He was standing on the deck of the
Zoe
with a tin mug of coffee, looking to the east. A bank of red clouds ranged along the horizon.

‘Thursday,’ said Sam, beating the diving suit into shape. The helmet was in its bucket. He’d cooked breakfast. The crew, though, had hardly eaten and they stumbled over each other in a stupor.

They were all particularly dull that morning, except Charley, who sang in spite of their threats to throw him overboard.

The
Vision
had come alongside the night before, creeping up under a half moon and a close-reefed mainsail, no stern light, Joe Harry’s grin appearing suddenly, friendly enough, asking how much shell.

Sam had turned and gone below, but Willie shrugged.
It was a common enough question and he’d plucked a figure from the air.

‘Ten crates.’

Joe Harry whistled.

‘Not just here,’ Willie had said.

Joe Harry’s grin widened. ‘Any pearls, Kanaka?’

Willie had laughed, as he was expected to.

Bending over the bulwarks Joe Harry hissed, ‘You still alive I see, Kanaka. Mrs Porter wanted to know today about you and your cook. You are a healthy man, Kanaka? You seem to be.’
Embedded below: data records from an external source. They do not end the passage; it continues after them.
use std::sync::Arc;
use std::thread::{self, JoinHandle};

use crossbeam::channel::{bounded, unbounded, Receiver, Sender};
use tracing::{debug, info};

use crate::places::{
    GeocodeResult, Geocoder, PlaceDetails, PlacesError, PlacesProvider, QueryTicket, Suggestion,
};

#[derive(Debug, Clone)]
pub enum LookupRequest {
    Autocomplete(QueryTicket),
    Details { place_id: String, session_token: String },
    Geocode { address: String },
}

#[derive(Debug)]
pub enum LookupResponse {
    Suggestions {
        ticket: QueryTicket,
        result: Result<Vec<Suggestion>, PlacesError>,
    },
    Details {
        place_id: String,
        result: Result<PlaceDetails, PlacesError>,
    },
    Geocoded {
        address: String,
        result: Result<Vec<GeocodeResult>, PlacesError>,
    },
}

/// Runs place lookups off the calling thread.
///
/// Requests are fire-and-forget; responses come back on [`LookupWorker::responses`]
/// in completion order, which may differ from submission order. Callers match
/// them against their current ticket.
pub struct LookupWorker {
    tx: Option<Sender<LookupRequest>>,
    rx: Receiver<LookupResponse>,
    handles: Vec<JoinHandle<()>>,
}

impl LookupWorker {
    pub fn spawn<P>(provider: Arc<P>, num_workers: usize) -> Self
    where
        P: Geocoder + PlacesProvider + 'static,
    {
        let (req_tx, req_rx) = bounded::<LookupRequest>(64);
        let (resp_tx, resp_rx) = unbounded::<LookupResponse>();

        let mut handles = Vec::new();
        for i in 0..num_workers.max(1) {
            let rx = req_rx.clone();
            let tx = resp_tx.clone();
            let provider = provider.clone();
            handles.push(thread::spawn(move || {
                debug!("Lookup worker {} started", i);
                for request in rx {
                    let response = run(provider.as_ref(), request);
                    if tx.send(response).is_err() {
                        break;
                    }
                }
                debug!("Lookup worker {} finished", i);
            }));
        }
        info!("Started {} lookup worker(s)", handles.len());

        Self {
            tx: Some(req_tx),
            rx: resp_rx,
            handles,
        }
    }

    /// Queues a request; false once the workers are gone.
    pub fn submit(&self, request: LookupRequest) -> bool {
        match &self.tx {
            Some(tx) => tx.send(request).is_ok(),
            None => false,
        }
    }

    pub fn responses(&self) -> &Receiver<LookupResponse> {
        &self.rx
    }

    /// Stops accepting requests and waits for in-flight ones to finish.
    pub fn shutdown(&mut self) {
        self.tx.take();
        for handle in self.handles.drain(..) {
            let _ = handle.join();
        }
    }
}

impl Drop for LookupWorker {
    fn drop(&mut self) {
        self.shutdown();
    }
}

fn run<P: Geocoder + PlacesProvider + ?Sized>(provider: &P, request: LookupRequest) -> LookupResponse {
    match request {
        LookupRequest::Autocomplete(ticket) => {
            let result = provider.autocomplete(&ticket.query, &ticket.session_token, &ticket.bias);
            LookupResponse::Suggestions { ticket, result }
        }
        LookupRequest::Details { place_id, session_token } => {
            let result = provider.place_details(&place_id, &session_token);
            LookupResponse::Details { place_id, result }
        }
        LookupRequest::Geocode { address } => {
            let result = provider.geocode(&address);
            LookupResponse::Geocoded { address, result }
        }
    }
}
Willie smiled, ‘Yes,’ he said.

The
Zoe
’s sail flapped when Joe Harry breathed into his face and whispered, ‘That Thomas, he’s not coming back.’

‘Who?’

‘You have another pearl,’ said Joe Harry. ‘I know this. I give you a good price.’
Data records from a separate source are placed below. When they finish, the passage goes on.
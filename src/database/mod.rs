pub mod repo;
pub mod schema;

pub use repo::StoreRepository;
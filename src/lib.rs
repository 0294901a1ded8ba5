pub mod database;
pub mod filter;
pub mod model;
pub mod photos;
pub mod places;
pub mod state;
pub mod utils;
He had handed Willie a bottle of gin and loudly asked if he minded the
Vision
for company that night. Willie didn’t want the
Vision
anywhere near the
Zoe
, but he said, ‘Please yourself,’ handed the bottle back and retired to the main cabin, where he found Sam.

Sam said, ‘Joe Harry looking for pearls again?’

Willie grunted and collapsed on his bunk. So Mrs Porter had come down to join her husband. But why did she ask about his health? It unnerved him more than Joe Harry’s visit itself.

Sam was saying, ‘The devil is reasonable when he wants to buy your soul.’

‘Is that right?’

‘That crocodile today was Joe Harry, I’m sure of it. He can change shape, Willie. Good thing we won’t be doing business with him.’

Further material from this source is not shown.